没想到,这样做的结果非但没有阻止家长们的补课热情,反而使得水涨船高,补课费越来越昂贵。
相关处罚过于仁慈
对多年来发生在眼皮底下的收费补课,难道教育主管部门毫不知情?
“老师在补课班上讲,只要媒体不曝光,他就不害怕。”马老师告诉记者,其实在每学期结束时,各学校校长都会打招呼让教师不要在校外办班补课,教育部门也出台了一系列举措来制止,可大家都心知肚明,只要不让媒体曝光,校长和教育部门是不会管的。
即便有人举报了,通常的处罚也就是取缔补课班,退回补课费,老师写检查,通报批评或记过,被开除的几乎没有。
这次姜老师事件,虽然遭遇省内外多家媒体报道,结果似乎也不例外。
11月21日下午,阜南县教育局在全县中小学校长大会上通报了对此事的处理结果:“给予姜老师记大过处分,给予李校长和班主任郝老师记过处分。”
得到这个消息,姜老师的态度是“能理解,无所谓”。
这种“一年(记过)或一年半(记大过)不参加评优评先,晋级提拔”的处罚措施,对老师的个人前途影响并不大,马老师告诉记者。
事发后一直要求开除姜老师的家长王峰,认为这种今天纸上记一下,明天就过去了的“记过”式处罚,过于仁慈,对补课老师根本起不到震慑警示作用,甚至是鼓励和纵容。
“如果不信,你问问阜南二小的领导,现在还有没有老师在校外收费补课?”
当记者把王峰提出的这个问题,当面请教李校长时,他回答得很干脆:“我不能保证没有。”

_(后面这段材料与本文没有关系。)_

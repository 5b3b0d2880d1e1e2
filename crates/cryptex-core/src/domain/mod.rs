//! 거래소 중립적인 도메인 모델.

mod account;
mod exchange;
mod market_data;
mod order;

pub use account::*;
pub use exchange::*;
pub use market_data::*;
pub use order::*;
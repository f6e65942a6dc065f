//! Helio SSS - screen-space subsurface scattering for the deferred path
//!
//! This crate owns the orchestration side of the skin scattering effect:
//!
//! - Pushes the effect configuration into the global shader-parameter bus
//! - Records the extraction, diffuse-blur and normal-blur command lists
//! - Registers those lists at the host pipeline's insertion points
//! - Allocates and releases the per-frame specular accumulation buffers
//! - Tears down and rebuilds the pass graph when the blur quality changes
//!
//! The pixel math lives in opaque pass programs; the host pipeline, the
//! parameter bus and the render-target allocator are injected as traits so
//! everything here runs without a GPU (see [`headless`]).

pub mod config;
pub mod params;
pub mod resources;
pub mod program;
pub mod graph;
pub mod host;
pub mod specular;
pub mod controller;
pub mod frame;
pub mod feature;
pub mod headless;

mod effect;

pub use config::{LookupTextures, LutProfile, PipelineProfile, SssConfig};
pub use controller::{ControllerState, ReconfigurationController};
pub use effect::SubsurfaceScattering;
pub use feature::{Feature, FeatureContext};
pub use frame::FrameCounter;
pub use graph::{InsertionPoint, PassGraph};
pub use host::RenderHost;
pub use params::{GlobalParameters, Keywords, ParameterBus};
pub use resources::{Extent, TargetAllocator, TargetDesc, TextureHandle};
pub use specular::{FrameScope, SpecularBuffers};

/// Result type for effect operations
pub type Result<T> = std::result::Result<T, Error>;

/// Errors that can occur while building or running the effect
#[derive(Debug, thiserror::Error)]
pub enum Error {
    /// A required pass program could not be resolved at startup
    #[error("Pass program not found: {0}")]
    ProgramNotFound(String),

    /// A render target could not be created on the active device
    #[error("Resource error: {0}")]
    Resource(String),

    /// `acquire` was called while the previous frame's buffers are still held
    #[error("Specular buffers already acquired for this frame")]
    AlreadyAcquired,

    /// A rebuild was requested while another one is still running
    #[error("Pass graph rebuild already in progress")]
    RebuildInProgress,

    /// A recorded command list breaks a resource invariant
    #[error("Graph error: {0}")]
    Graph(String),

    /// The effect failed to initialise and is passing frames through
    #[error("Effect is inactive")]
    Inactive,
}
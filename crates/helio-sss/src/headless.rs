//! Headless reference host and allocator
//!
//! [`HeadlessHost`] implements [`RenderHost`] in memory and runs command
//! lists symbolically: temporaries get fresh handles, blits are logged, and
//! global texture bindings go to the parameter bus. Resource rules that a
//! GPU would only hit as corruption (reading a released target, leaking a
//! temporary past the end of the frame) are reported as errors instead.
//!
//! [`HeadlessAllocator`] counts live targets and can inject failures.

use crate::graph::{BuiltinTarget, Command, CommandList, InsertionPoint, ProgramPass, TargetId, TextureSource};
use crate::host::RenderHost;
use crate::params::ParameterBus;
use crate::resources::{Extent, TargetAllocator, TargetDesc, TextureHandle};
use crate::{Error, Result};
use glam::Mat4;
use parking_lot::Mutex;
use std::collections::{BTreeMap, HashMap};
use std::sync::Arc;

/// One executed blit
#[derive(Debug, Clone, PartialEq)]
pub struct BlitRecord {
    pub list: String,
    pub src: TextureHandle,
    pub dst: TextureHandle,
    pub program: Option<ProgramPass>,
}

#[derive(Debug, Clone)]
struct LiveTemporary {
    handle: TextureHandle,
    extent: Extent,
}

/// In-memory host pipeline
pub struct HeadlessHost {
    lists: BTreeMap<InsertionPoint, Vec<Arc<CommandList>>>,
    viewport: Extent,
    target_texture: Option<Extent>,
    view: Mat4,
    projection: Mat4,
    random_write: BTreeMap<u32, TextureHandle>,
    camera_target: TextureHandle,
    current_active: TextureHandle,
    gbuffer_normal: TextureHandle,
    temporaries: HashMap<TargetId, LiveTemporary>,
    blits: Vec<BlitRecord>,
    frames: u64,
}

impl HeadlessHost {
    pub fn new(viewport: Extent) -> Self {
        Self {
            lists: BTreeMap::new(),
            viewport,
            target_texture: None,
            view: Mat4::IDENTITY,
            projection: Mat4::IDENTITY,
            random_write: BTreeMap::new(),
            camera_target: TextureHandle::new(),
            current_active: TextureHandle::new(),
            gbuffer_normal: TextureHandle::new(),
            temporaries: HashMap::new(),
            blits: Vec::new(),
            frames: 0,
        }
    }

    pub fn set_viewport(&mut self, viewport: Extent) {
        self.viewport = viewport;
    }

    /// Bind (or unbind) an explicit output texture for the camera
    pub fn set_target_texture(&mut self, extent: Option<Extent>) {
        self.target_texture = extent;
    }

    pub fn set_camera(&mut self, view: Mat4, projection: Mat4) {
        self.view = view;
        self.projection = projection;
    }

    pub fn builtin(&self, target: BuiltinTarget) -> TextureHandle {
        match target {
            BuiltinTarget::CameraTarget => self.camera_target,
            BuiltinTarget::CurrentActive => self.current_active,
            BuiltinTarget::GBufferNormal => self.gbuffer_normal,
        }
    }

    pub fn random_write_targets(&self) -> &BTreeMap<u32, TextureHandle> {
        &self.random_write
    }

    /// Registrations at every point
    pub fn registration_count(&self) -> usize {
        self.lists.values().map(Vec::len).sum()
    }

    /// Whether any point holds two lists with the same name
    pub fn has_duplicate_registrations(&self) -> bool {
        self.lists.values().any(|lists| {
            lists
                .iter()
                .enumerate()
                .any(|(i, a)| lists[i + 1..].iter().any(|b| a.name() == b.name()))
        })
    }

    /// Temporaries allocated and not yet released
    pub fn live_temporaries(&self) -> usize {
        self.temporaries.len()
    }

    /// Blits executed since the start of the last frame
    pub fn blits(&self) -> &[BlitRecord] {
        &self.blits
    }

    pub fn frames_executed(&self) -> u64 {
        self.frames
    }

    /// Run every list registered at `point`; returns the number of blits
    pub fn execute(&mut self, point: InsertionPoint, bus: &mut dyn ParameterBus) -> Result<usize> {
        let lists = self.command_lists(point);
        let before = self.blits.len();
        for list in lists {
            self.execute_list(&list, bus)?;
        }
        Ok(self.blits.len() - before)
    }

    /// Run one frame: every insertion point in stage order
    ///
    /// Fails if a list leaves a temporary alive at the end of the frame.
    pub fn execute_frame(&mut self, bus: &mut dyn ParameterBus) -> Result<usize> {
        self.blits.clear();
        let mut total = 0;
        for point in InsertionPoint::ALL {
            total += self.execute(point, bus)?;
        }
        self.frames += 1;

        if !self.temporaries.is_empty() {
            let leaked = self.temporaries.len();
            self.temporaries.clear();
            return Err(Error::Graph(format!("{leaked} temporaries alive at end of frame")));
        }
        log::trace!("Headless frame {} executed {} blits", self.frames, total);
        Ok(total)
    }

    fn resolve(&self, list: &str, source: TextureSource) -> Result<TextureHandle> {
        match source {
            TextureSource::Builtin(target) => Ok(self.builtin(target)),
            TextureSource::Temporary(id) => self
                .temporaries
                .get(&id)
                .map(|t| t.handle)
                .ok_or_else(|| Error::Graph(format!("{list}: {id:?} read while not allocated"))),
        }
    }

    fn execute_list(&mut self, list: &CommandList, bus: &mut dyn ParameterBus) -> Result<()> {
        let camera = self.output_extent();
        for command in list.commands() {
            match command {
                Command::GetTemporary { id, name, desc } => {
                    if self.temporaries.contains_key(id) {
                        return Err(Error::Graph(format!("{}: '{name}' allocated twice", list.name())));
                    }
                    let temporary = LiveTemporary {
                        handle: TextureHandle::new(),
                        extent: desc.extent(camera),
                    };
                    log::trace!("{}: '{}' -> {:?} ({})", list.name(), name, temporary.handle, temporary.extent);
                    self.temporaries.insert(*id, temporary);
                }
                Command::Blit { src, dst, program } => {
                    let src = self.resolve(list.name(), *src)?;
                    let dst = self.resolve(list.name(), *dst)?;
                    if src == dst {
                        return Err(Error::Graph(format!("{}: blit reads and writes {src:?}", list.name())));
                    }
                    self.blits.push(BlitRecord {
                        list: list.name().to_string(),
                        src,
                        dst,
                        program: *program,
                    });
                }
                Command::SetGlobalTexture { name, source } => {
                    let handle = self.resolve(list.name(), *source)?;
                    bus.set_texture(name, Some(handle));
                }
                Command::ReleaseTemporary { id } => {
                    if self.temporaries.remove(id).is_none() {
                        return Err(Error::Graph(format!("{}: release of {id:?} which is not live", list.name())));
                    }
                }
            }
        }
        Ok(())
    }
}

impl RenderHost for HeadlessHost {
    fn add_command_list(&mut self, point: InsertionPoint, list: Arc<CommandList>) {
        self.lists.entry(point).or_default().push(list);
    }

    fn remove_command_list(&mut self, point: InsertionPoint, name: &str) -> bool {
        let Some(lists) = self.lists.get_mut(&point) else {
            return false;
        };
        match lists.iter().position(|l| l.name() == name) {
            Some(index) => {
                lists.remove(index);
                true
            }
            None => false,
        }
    }

    fn command_lists(&self, point: InsertionPoint) -> Vec<Arc<CommandList>> {
        self.lists.get(&point).cloned().unwrap_or_default()
    }

    fn viewport(&self) -> Extent {
        self.viewport
    }

    fn target_texture_size(&self) -> Option<Extent> {
        self.target_texture
    }

    fn view_matrix(&self) -> Mat4 {
        self.view
    }

    fn projection_matrix(&self) -> Mat4 {
        self.projection
    }

    fn clear_random_write_targets(&mut self) {
        self.random_write.clear();
    }

    fn set_random_write_target(&mut self, slot: u32, texture: TextureHandle) {
        self.random_write.insert(slot, texture);
    }
}

#[derive(Debug, Clone)]
struct AllocatedTarget {
    label: String,
    extent: Extent,
    format: wgpu::TextureFormat,
    cleared: bool,
}

#[derive(Debug, Default)]
struct AllocatorState {
    live: HashMap<TextureHandle, AllocatedTarget>,
    created: usize,
    /// Successful creates left before every create fails
    remaining: Option<usize>,
}

/// Allocator that only does bookkeeping
#[derive(Debug, Default)]
pub struct HeadlessAllocator {
    state: Mutex<AllocatorState>,
}

impl HeadlessAllocator {
    pub fn new() -> Self {
        Self::default()
    }

    /// Let `successes` more creates through, then fail every create
    pub fn fail_after(&self, successes: usize) {
        self.state.lock().remaining = Some(successes);
    }

    pub fn stop_failing(&self) {
        self.state.lock().remaining = None;
    }

    /// Targets created over the allocator's lifetime
    pub fn total_created(&self) -> usize {
        self.state.lock().created
    }

    pub fn extent_of(&self, handle: TextureHandle) -> Option<Extent> {
        self.state.lock().live.get(&handle).map(|t| t.extent)
    }

    pub fn format_of(&self, handle: TextureHandle) -> Option<wgpu::TextureFormat> {
        self.state.lock().live.get(&handle).map(|t| t.format)
    }

    pub fn label_of(&self, handle: TextureHandle) -> Option<String> {
        self.state.lock().live.get(&handle).map(|t| t.label.clone())
    }

    pub fn is_live(&self, handle: TextureHandle) -> bool {
        self.state.lock().live.contains_key(&handle)
    }

    pub fn is_cleared(&self, handle: TextureHandle) -> bool {
        self.state.lock().live.get(&handle).is_some_and(|t| t.cleared)
    }
}

impl TargetAllocator for HeadlessAllocator {
    fn create(&self, label: &str, desc: &TargetDesc, camera: Extent) -> Result<TextureHandle> {
        let mut state = self.state.lock();
        if let Some(remaining) = state.remaining.as_mut() {
            if *remaining == 0 {
                return Err(Error::Resource(format!("'{label}': allocation refused")));
            }
            *remaining -= 1;
        }

        let extent = desc.extent(camera);
        if extent.is_empty() {
            return Err(Error::Resource(format!("'{label}' has zero size ({extent})")));
        }

        let handle = TextureHandle::new();
        state.live.insert(
            handle,
            AllocatedTarget {
                label: label.to_string(),
                extent,
                format: desc.format,
                cleared: false,
            },
        );
        state.created += 1;
        Ok(handle)
    }

    fn clear(&self, handle: TextureHandle) -> Result<()> {
        match self.state.lock().live.get_mut(&handle) {
            Some(target) => {
                target.cleared = true;
                Ok(())
            }
            None => Err(Error::Resource(format!("clear of unknown target {handle:?}"))),
        }
    }

    fn release(&self, handle: TextureHandle) {
        self.state.lock().live.remove(&handle);
    }

    fn live_count(&self) -> usize {
        self.state.lock().live.len()
    }
}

“即使开除了姜老师,谁能保证,阜南就能彻底清除收费补课现象?”李校长认为,在目前法律尚未有明确规定的情况下,仅靠某一地区或学校对老师从事收费补课作出限制和规范,的确有难度。要杜绝此风,必须由国家有关部门系统性地制定和出台具体法规条例,予以规范。
“我不想让此事从一个极端,走向另一个极端。”
县委一位领导告诉《法治周末》记者:“刚开始,教育局的处理意见是将姜老师调离教师岗位。但看到她丈夫暑假刚出车祸,她自己又出了这个事,从挽救和教育的目的出发,我们不想一棍子把她打死。”
“不要再纠缠责任了,因为孩子毕竟没啥大事。”事发后,有人劝王峰。
与王峰不同,周家亮的态度更近乎息事宁人:“小孩子没事就完了。”
在宣布这个处理意见的当天上午,当周家亮和王峰与李校长签完“二小承担两个孩子全部住院费(15000多元),补助给每个孩子6000元的营养费,为她们请一个心理辅导教师,并安排到其他学校上学”的协议后,一走出阜南二小的大门,周家亮便拿出手机,删除掉所有与此事有过联系的记者和律师的电话号码。
作为家长,周家亮不想再提及这件事,怕一不小心伤害到已经转学到外校读书的女儿。
11月28日的下午,当《法治周末》记者在阜南二小六年级6班,周周和平平曾经读书的教室,问一个叫欣欣的同学:“如果下次遇到老师办补课班,你去还是不去?”
这个11岁的小女孩,在使劲眨了一下眼睛后,回答说:“应该会去,也应该不会去。一切听妈妈的!”
那么,妈妈听谁的呢?
作为学生家长,王峰现在对这个问题的回答是:“别说600元,10万元我都会掏。”